12. On 8th July 2013, the Court dismissed I.A. No. 5932 of 2013. It was held that from the averments made in the plaint, it could not be said that the plaint did not disclose any cause of action. The Court held that the question whether the Plaintiff had been parking her car outside the premises in her occupation as a matter of right and under the terms of lease shall be decided after trial during which both sides had led evidence in support of their respective stands. It was held that a bare reading of the plaint "does not show that the plaintiff is claiming a decree of injunction simply on the ground that she has acquired easementary right of parking her car outside the premises under her occupation as a tenant. That is an alternative plea and whether or not she would succeed on that plea is also a matter to be decided after trial." The application was dismissed with costs of Rs. 10,000.
13. The Court has heard the submissions of learned counsel for the parties. Despite an adjournment granted for that purpose, the Defendants were not prepared to make any statement as regards the interim reliefs sought by the Plaintiff.
14. In the written statement filed by the Defendants, it is not denied that the Plaintiff is in occupation of the suit premises. All that is said is that she has not filed any document to show the alleged tenancy or a right of car parking having been granted to the Plaintiff. It is stated that the right to access can by no stretch of imagination be said to allow access to the car of the Plaintiff
to be parked at the suit premises. It is stated that the Defendant No. 3 is not an owner of the property. No relief can be granted against him as he is not a proper party to the suit.
15. Many of the points raised in the written statement were also urged in the application under Order VII Rule 11 CPC which was dismissed by a detailed order dated 8th July 2013. A similar plea by the Defendants has been rejected on the ground that the said issues could be decided only at trial after evidence.
16. Mr. Ramji Srinivasan, learned Senior counsel appearing for the Defendants, has placed reliance on a decision in Chapsibhai Dhanjibhai Dand v. Purushottam AIR 1971 SC 1878 to urge that the existence of an an easementary right in terms of Sections 12 and 15 of the Easements Act, 1882 is a question of fact. It is further contended that easement by prescription was the assertion of a hostile claim over another man's property. The person who asserts an easementary right must prove that he had the consciousness to acquire the property which was not his own.
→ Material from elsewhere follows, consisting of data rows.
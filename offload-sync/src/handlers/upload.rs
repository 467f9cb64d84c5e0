//! Upload sync type
//!
//! Pushes an asset's canonical bytes to the remote store. Distinguishes
//! three contexts: a new upload, a rename of an already-uploaded asset
//! (server-side copy), and an edited derivative (context refresh). A
//! "public id already exists" response is retried exactly once with a
//! uniquifying suffix.

use crate::asset::{DeliveryType, SyncOutcome, SyncState};
use crate::context::SyncContext;
use crate::error::Result;
use crate::handlers::{content_type_for, context_map, desired_public_id, unique_suffix};
use crate::registry::SyncOperation;
use crate::signature::fingerprint;
use async_trait::async_trait;
use offload_bridge::catalog::AssetRecord;
use offload_bridge::fs::FileSystemAccess;
use offload_bridge::remote::{RemoteMediaStore, UploadRequest};
use offload_bridge::BridgeError;
use tracing::{info, warn};

pub struct UploadSync;

impl UploadSync {
    /// Rename detection: the stored public id no longer matches what the
    /// record would produce. A suffixed id from a previous collision retry
    /// is not a rename.
    fn is_rename(current: &str, desired: &str) -> bool {
        current != desired && !current.starts_with(&format!("{}-", desired))
    }

    async fn create(
        &self,
        ctx: &SyncContext,
        record: &AssetRecord,
        state: &mut SyncState,
        desired: String,
    ) -> Result<Option<String>> {
        let data = match ctx.files.read_file(&record.local_path).await {
            Ok(data) => data,
            Err(_) => {
                let message =
                    format!("local file missing: {}", record.local_path.display());
                state.record_error(message.clone());
                return Ok(Some(message));
            }
        };

        let request = UploadRequest {
            public_id: desired.clone(),
            data: data.clone(),
            content_type: content_type_for(record).to_string(),
            context: context_map(record),
        };

        let result = match ctx.remote.upload(request.clone()).await {
            Ok(result) => result,
            Err(BridgeError::AlreadyExists(_)) => {
                // Taken remotely: retry exactly once with a random suffix.
                let suffixed = format!("{}-{}", desired, unique_suffix());
                warn!(
                    asset_id = %record.id,
                    public_id = %desired,
                    retry_public_id = %suffixed,
                    "Public id taken, retrying with suffix"
                );
                match ctx
                    .remote
                    .upload(UploadRequest {
                        public_id: suffixed,
                        ..request
                    })
                    .await
                {
                    Ok(result) => result,
                    Err(e) => {
                        let message = e.to_string();
                        state.record_error(message.clone());
                        return Ok(Some(message));
                    }
                }
            }
            Err(e) => {
                let message = e.to_string();
                state.record_error(message.clone());
                return Ok(Some(message));
            }
        };

        info!(
            asset_id = %record.id,
            public_id = %result.public_id,
            version = result.version,
            "Uploaded asset"
        );

        let delivery = result
            .delivery_type
            .parse::<DeliveryType>()
            .unwrap_or_default();
        state.set_remote(result.public_id, result.version, delivery);
        state.remote_size = Some(result.bytes as i64);
        state.local_size = Some(data.len() as i64);
        state.folder_synced = true;
        Ok(None)
    }

    async fn rename(
        &self,
        ctx: &SyncContext,
        record: &AssetRecord,
        state: &mut SyncState,
        current: &str,
        desired: &str,
    ) -> Result<Option<String>> {
        match ctx.remote.copy(current, desired).await {
            Ok(result) => {
                info!(
                    asset_id = %record.id,
                    from = %current,
                    to = %result.public_id,
                    "Renamed remote asset"
                );
                let delivery = result
                    .delivery_type
                    .parse::<DeliveryType>()
                    .unwrap_or_default();
                state.set_remote(result.public_id, result.version, delivery);
                Ok(None)
            }
            Err(e) => {
                let message = e.to_string();
                state.record_error(message.clone());
                Ok(Some(message))
            }
        }
    }

    async fn refresh_context(
        &self,
        ctx: &SyncContext,
        record: &AssetRecord,
        state: &mut SyncState,
        current: &str,
    ) -> Result<Option<String>> {
        match ctx.remote.context_update(current, context_map(record)).await {
            Ok(()) => Ok(None),
            Err(e) => {
                let message = e.to_string();
                state.record_error(message.clone());
                Ok(Some(message))
            }
        }
    }
}

#[async_trait]
impl SyncOperation for UploadSync {
    fn slug(&self) -> &'static str {
        "upload"
    }

    fn priority(&self) -> u32 {
        10
    }

    async fn generate_signature(
        &self,
        ctx: &SyncContext,
        record: &AssetRecord,
        _state: &SyncState,
    ) -> Result<String> {
        Ok(fingerprint(&format!(
            "upload|{}|{}|{}",
            desired_public_id(&ctx.config, record),
            record.edit_revision,
            record.byte_size.unwrap_or(0)
        )))
    }

    async fn validate(
        &self,
        _ctx: &SyncContext,
        record: &AssetRecord,
        state: &SyncState,
    ) -> Result<bool> {
        Ok(!state.downloading && !state.unsync_requested && !record.trashed)
    }

    async fn sync(
        &self,
        ctx: &SyncContext,
        record: &AssetRecord,
        state: &mut SyncState,
    ) -> Result<SyncOutcome> {
        let desired = desired_public_id(&ctx.config, record);

        let failure = match state.public_id.clone() {
            None => self.create(ctx, record, state, desired).await?,
            Some(current) if Self::is_rename(&current, &desired) => {
                self.rename(ctx, record, state, &current, &desired).await?
            }
            Some(current) => {
                // Same id, new signature: the host edited the asset or its
                // metadata. Refresh the remote context.
                self.refresh_context(ctx, record, state, &current).await?
            }
        };

        if let Some(error) = failure {
            return Ok(SyncOutcome::Failed { error });
        }

        state.clear_error();
        let signature = self.generate_signature(ctx, record, state).await?;
        Ok(SyncOutcome::Synced { signature })
    }
}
Where he is unable to prove such consciousness, he cannot prove the acquisition of an easementary right by prescription.
17. As already noticed, the question whether the Plaintiff has been parking her car in the suit premises is a matter of evidence. At present the landlords admittedly are not in occupation of the suit premises. No inconvenience would be caused to them if the Plaintiff continues to park her single car in front of the suit premises in her occupation.
18. Mr. Sanjeev Sindhwani, learned Senior counsel appearing for the Plaintiff, on instructions, stated that during the pendency of the suit the Plaintiff will park her single car in front of the suit premises and will not make any separate claim to the said parking space in the event that the Defendants succeeded in obtaining orders for her eviction from the suit premises in accordance with law.
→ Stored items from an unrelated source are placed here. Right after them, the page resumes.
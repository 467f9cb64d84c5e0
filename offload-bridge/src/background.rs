//! Background Execution Primitives
//!
//! The engine never spawns its own long-lived workers. It asks the host for
//! two things: fire a named operation soon, out of band
//! ([`BackgroundDispatcher`]), and run a callback again every N seconds
//! ([`Scheduler`]). Everything else is persisted state.

use async_trait::async_trait;
use futures_util::future::BoxFuture;
use std::sync::Arc;
use std::time::Duration;

use crate::error::Result;

/// A request for out-of-band execution.
///
/// Requests are intentionally coarse: a named operation plus the queue kind
/// and thread it applies to. Delivery is at-least-once and unordered; the
/// engine's handlers are idempotent, so a duplicated or replayed request is
/// harmless.
#[derive(Debug, Clone, PartialEq, Eq)]
pub struct DispatchRequest {
    /// Operation name, e.g. `run_thread`
    pub operation: String,
    /// Queue kind the operation applies to, e.g. `bulk` or `auto`
    pub queue: Option<String>,
    /// Thread name the operation applies to
    pub thread: Option<String>,
}

impl DispatchRequest {
    /// Request a worker pass over one thread's queue
    pub fn run_thread(queue: impl Into<String>, thread: impl Into<String>) -> Self {
        Self {
            operation: "run_thread".to_string(),
            queue: Some(queue.into()),
            thread: Some(thread.into()),
        }
    }

    /// Request a full rebuild of one queue
    pub fn rebuild(queue: impl Into<String>) -> Self {
        Self {
            operation: "rebuild".to_string(),
            queue: Some(queue.into()),
            thread: None,
        }
    }
}

/// Receiver side of dispatched requests.
///
/// The engine implements this; the host's dispatcher implementation routes
/// every accepted [`DispatchRequest`] into it, typically on a fresh task.
#[async_trait]
pub trait DispatchHandler: Send + Sync {
    async fn handle(&self, request: DispatchRequest);
}

/// Fire-and-forget background dispatch.
///
/// `dispatch` must return without waiting for the operation to run. Hosts
/// back this with whatever they have: a task spawn, a work queue, a
/// loopback HTTP request.
///
/// # Example
///
/// ```ignore
/// use offload_bridge::background::{BackgroundDispatcher, DispatchRequest};
///
/// async fn poke(dispatcher: &dyn BackgroundDispatcher) -> offload_bridge::error::Result<()> {
///     dispatcher
///         .dispatch(DispatchRequest::run_thread("bulk", "queue_bulk_thread_0"))
///         .await
/// }
/// ```
#[async_trait]
pub trait BackgroundDispatcher: Send + Sync {
    /// Enqueue a request for out-of-band execution and return immediately
    async fn dispatch(&self, request: DispatchRequest) -> Result<()>;
}

/// Boxed async callback run by a [`Scheduler`].
pub type ScheduledTask = Arc<dyn Fn() -> BoxFuture<'static, ()> + Send + Sync>;

/// Periodic callback scheduling.
///
/// The engine registers exactly one repeating task (the health monitor).
/// Timing does not need to be precise; a drifting interval is fine because
/// every heal action is idempotent against persisted state.
#[async_trait]
pub trait Scheduler: Send + Sync {
    /// Run `task` every `interval`, starting one interval from now.
    ///
    /// Re-registering the same `task_id` replaces the previous schedule.
    async fn schedule_repeating(
        &self,
        task_id: &str,
        interval: Duration,
        task: ScheduledTask,
    ) -> Result<()>;

    /// Cancel a scheduled task. Unknown ids are a no-op.
    async fn cancel(&self, task_id: &str) -> Result<()>;
}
19. In the considered view of this Court, the above statement made on behalf of the Plaintiff is sufficient to protect the interests of the Defendants, if any. It will always be open to the Defendants to resort to such remedies as may be available to them in accordance with law to regain the possession of the suit premises. In that event, the Plaintiff is thereby required to vacate the suit premises, the statement made on her behalf that she will not lay any claim to the parking space will bind her. If and when she surrenders the suit premises, she will surrender the said parking space as well. In other words, as long as the Plaintiff continues in occupation of the suit premises, unless evicted in accordance with law, she will be entitled to park one car in front of/or near the entrance of the suit premises in the open space as detailed in the site plan enclosed with the plaint. She will be entitled to bring in and take out her car through the main gate for that purpose.
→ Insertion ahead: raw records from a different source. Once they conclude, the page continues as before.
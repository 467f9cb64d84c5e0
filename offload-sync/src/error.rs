use crate::asset::AssetId;
use thiserror::Error;

#[derive(Error, Debug)]
pub enum SyncError {
    #[error("Asset {0} not found in catalog")]
    AssetNotFound(AssetId),

    #[error("Unknown sync type: {0}")]
    UnknownSyncType(String),

    #[error("Duplicate sync type registered: {0}")]
    DuplicateSyncType(String),

    #[error("Invalid value: {0}")]
    InvalidValue(String),

    #[error("Invalid queue kind: {0}")]
    InvalidQueueKind(String),

    #[error("Deletion blocked: sync still in progress for asset {asset_id}")]
    DeletePending { asset_id: AssetId },

    #[error("Remote cleanup failed: {0}")]
    RemoteCleanup(String),

    #[error("Required capability missing: {capability}")]
    CapabilityMissing { capability: String },

    #[error("Database error: {0}")]
    Database(String),

    #[error("Serialization error: {0}")]
    Serialization(String),

    #[error("Logging initialization failed: {0}")]
    Logging(String),

    #[error(transparent)]
    Bridge(#[from] offload_bridge::BridgeError),
}

pub type Result<T> = std::result::Result<T, SyncError>;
20. This order will remain in force during the pendency of the suit. Nothing said in this order will influence the final decision in the suit.
21. The applications are disposed of in the above terms.
CS(OS) No. 3559 of 2012
22. List on 18th December 2013 for admission/denial before the Joint Registrar. By that date, the parties will file their affidavits by way of admission/denial and produce the originals of the documents relied upon by them respectively.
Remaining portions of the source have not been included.